Ivy passed on into the shop, with a proud little laugh that was not cattish. And Sên King-lo stood and watched his old friend until she was out of sight, his hat in his hand, love and respect and regret in his beautiful Chinese eyes.

Then he turned and joined his wife and addressed himself to the wares and the price-list of old No Wink.

The curio-seller was courteous. He knew of Sên King-lo’s wealth, but his courtesy was frigid and unbending. And Sên King-lo, who had laughed in his generous soul at black Uncle Lysander, could have throttled No Wink.

Much as he had loved her, tenderly as he always had shown it, Sên King-lo showed his wife an added affection, a warmer tenderness, a deeper deference that night. But Sên King-lo’s eyes were sad even when they laughed at her. And To Sung began to believe that his master was crazy.

They never saw Miss Julia again, rarely spoke of her again to each other, and she never again to any one mentioned either of them.

The next day Sên King-lo went again, and alone, to No’s curio-shop.

At lunch her husband gave Ruby Sên a string of pearls. She already had more pearls than she often wore; but she cried out in wonder at the burnished pigeon-breast tints gleaming softly on these and examined curiously the odd clasp of beaten and twisted lead that fastened them.

That same afternoon Miss Townsend received from No Wink, the curio-dealer, a cube-shaped, red crêpe-lined box of camphor-wood and an obsequious note. He begged his distinguished and generous patron’s acceptance of the unworthy and nearly valueless curio he ventured to offer her and explained that it was an old and honored Chinese custom to make some humility gift of appreciation to noble and liberal customers.
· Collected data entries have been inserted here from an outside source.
//! NATS event publisher
//!
//! Publishes serialized shard events to NATS JetStream

use crate::error::GatewayError;
use crate::events::serialize::GatewayEvent;
use async_nats::jetstream::{self, Context as JsContext};
use std::sync::atomic::{AtomicBool, AtomicU64, Ordering};
use std::sync::Arc;
use std::time::Duration;
use tracing::{debug, info, warn};

/// Stream names
pub mod streams {
    /// Commands stream for interactions
    pub const COMMANDS: &str = "COMMANDS";
    /// Events stream for guild/member/message/shard events
    pub const EVENTS: &str = "EVENTS";
}

/// Subject prefixes for routing
pub mod subjects {
    /// Interactions: commands.interaction
    pub const COMMANDS: &str = "commands";
    /// Guild events: events.guild.{event_type}
    pub const GUILD_EVENTS: &str = "events.guild";
    /// Member events: events.member.{event_type}
    pub const MEMBER_EVENTS: &str = "events.member";
    /// Message events: events.message.{event_type}
    pub const MESSAGE_EVENTS: &str = "events.message";
    /// Shard lifecycle: events.shard.{ready,loaded}
    pub const SHARD_EVENTS: &str = "events.shard";
}

/// NATS publisher for shard events
pub struct NatsPublisher {
    jetstream: JsContext,
    connected: AtomicBool,
    messages_published: AtomicU64,
    publish_failures: AtomicU64,
}

impl NatsPublisher {
    /// Connect to NATS server
    pub async fn connect(servers: &str) -> Result<Arc<Self>, GatewayError> {
        info!(servers, "Connecting to NATS");

        let client = async_nats::connect(servers)
            .await
            .map_err(|e| GatewayError::NatsConnectionFailed(Box::new(e)))?;

        let jetstream = jetstream::new(client);

        info!("Connected to NATS JetStream");

        Ok(Arc::new(Self {
            jetstream,
            connected: AtomicBool::new(true),
            messages_published: AtomicU64::new(0),
            publish_failures: AtomicU64::new(0),
        }))
    }

    /// Check if connected
    pub fn is_connected(&self) -> bool {
        self.connected.load(Ordering::SeqCst)
    }

    /// Get total messages published
    pub fn messages_published(&self) -> u64 {
        self.messages_published.load(Ordering::Relaxed)
    }

    /// Get total publish failures
    pub fn publish_failures(&self) -> u64 {
        self.publish_failures.load(Ordering::Relaxed)
    }

    /// Publish a shard event to the appropriate stream
    pub async fn publish_event(&self, event: &GatewayEvent) -> Result<(), GatewayError> {
        let subject = subject_for(&event.event_type);
        let payload = serde_json::to_vec(event).map_err(|source| GatewayError::SerializationFailed {
            event_type: event.event_type.clone(),
            shard_id: event.shard_id,
            source,
        })?;

        debug!(
            event_type = %event.event_type,
            subject = %subject,
            event_id = %event.event_id,
            "Publishing event"
        );

        let published = async {
            self.jetstream
                .publish(subject.clone(), payload.into())
                .await?
                .await
        }
        .await;

        match published {
            Ok(ack) => {
                self.messages_published.fetch_add(1, Ordering::Relaxed);
                debug!(
                    subject = %subject,
                    stream = %ack.stream,
                    seq = ack.sequence,
                    "Event published"
                );
                Ok(())
            }
            Err(e) => {
                self.publish_failures.fetch_add(1, Ordering::Relaxed);
                warn!(subject = %subject, error = %e, "Failed to publish event");
                Err(GatewayError::NatsPublishFailed {
                    subject,
                    source: Box::new(e),
                })
            }
        }
    }

    /// Ensure streams exist with correct configuration
    pub async fn ensure_streams(&self) -> Result<(), GatewayError> {
        use async_nats::jetstream::stream::{Config, RetentionPolicy, StorageType};

        // COMMANDS stream - memory storage, 60s retention for fast command processing
        // EVENTS stream - memory storage, 5min retention for event processing
        let configs = [
            (streams::COMMANDS, "commands.>", Duration::from_secs(60)),
            (streams::EVENTS, "events.>", Duration::from_secs(300)),
        ];

        for (name, subjects, max_age) in configs {
            let config = Config {
                name: name.to_string(),
                subjects: vec![subjects.to_string()],
                retention: RetentionPolicy::Limits,
                max_age,
                storage: StorageType::Memory,
                ..Default::default()
            };
            self.jetstream
                .get_or_create_stream(config)
                .await
                .map_err(|e| GatewayError::NatsStreamSetup {
                    stream: name.to_string(),
                    source: Box::new(e),
                })?;
            debug!(stream = name, "Stream ready");
        }

        info!("NATS streams configured");
        Ok(())
    }

    /// Graceful shutdown
    pub async fn close(&self) {
        info!("Closing NATS connection");
        self.connected.store(false, Ordering::SeqCst);
        // async-nats handles cleanup on drop
    }
}

/// Route event to a subject based on its dotted event type
pub fn subject_for(event_type: &str) -> String {
    match event_type {
        // Interactions go to COMMANDS stream
        "interaction.create" => format!("{}.interaction", subjects::COMMANDS),

        // Guild events go to EVENTS stream
        "guild.join" => format!("{}.join", subjects::GUILD_EVENTS),
        "guild.leave" => format!("{}.leave", subjects::GUILD_EVENTS),
        "guild.update" => format!("{}.update", subjects::GUILD_EVENTS),

        // Member events go to EVENTS stream
        "member.join" => format!("{}.join", subjects::MEMBER_EVENTS),
        "member.leave" => format!("{}.leave", subjects::MEMBER_EVENTS),
        "member.update" => format!("{}.update", subjects::MEMBER_EVENTS),

        "message.create" => format!("{}.create", subjects::MESSAGE_EVENTS),
        "message.update" => format!("{}.update", subjects::MESSAGE_EVENTS),
        "message.delete" => format!("{}.delete", subjects::MESSAGE_EVENTS),

        "shard.ready" => format!("{}.ready", subjects::SHARD_EVENTS),
        "shard.loaded" => format!("{}.loaded", subjects::SHARD_EVENTS),

        // Default: generic event
        other => format!("events.{}", other.replace('.', "_")),
    }
}

#[cfg(test)]
mod tests {
    use super::*;

    #[test]
    fn test_route_interaction() {
        assert_eq!(subject_for("interaction.create"), "commands.interaction");
    }

    #[test]
    fn test_route_events() {
        assert_eq!(subject_for("guild.join"), "events.guild.join");
        assert_eq!(subject_for("member.leave"), "events.member.leave");
        assert_eq!(subject_for("message.create"), "events.message.create");
        assert_eq!(subject_for("shard.loaded"), "events.shard.loaded");
        assert_eq!(subject_for("dispatch.typing_start"), "events.dispatch_typing_start");
    }

    #[test]
    fn test_stream_constants() {
        assert_eq!(streams::COMMANDS, "COMMANDS");
        assert_eq!(streams::EVENTS, "EVENTS");
    }
}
Miss Julia Calhoun Townsend did not relish accepting a gift, no matter how small, from a shop-keeper and said so to Dr. Ray, but she liked even less to resent as an over-familiarity what so evidently was an act of respect, and a Townsend always held old customs sacrosanct. So she kept the “trifle,” and before she left Hongkong, made a point of going again to the curio-shop and spending there a sum which she made no doubt was many times the value of the crinkled cup in the camphor-wood box.

But Elenore Ray, who had given some study to ceramics, though she had no idea that this bit of Satsuma was one of the rarest pieces, the gem of No’s collection, and had been, hundreds of years ago, the rouge cup of an Imperial bride, knew that the brownish Satsuma handleless cup was good and very old; and she had no doubt who had paid for it and sent it as a loving-cup, brimming with golden drops of “kindness yet.” But, only seeing that it was carefully packed and well guarded, she said nothing of what she “guessed”—a Southern woman’s fineness of soul perhaps, perhaps a physician’s deep-rooted habit of silence.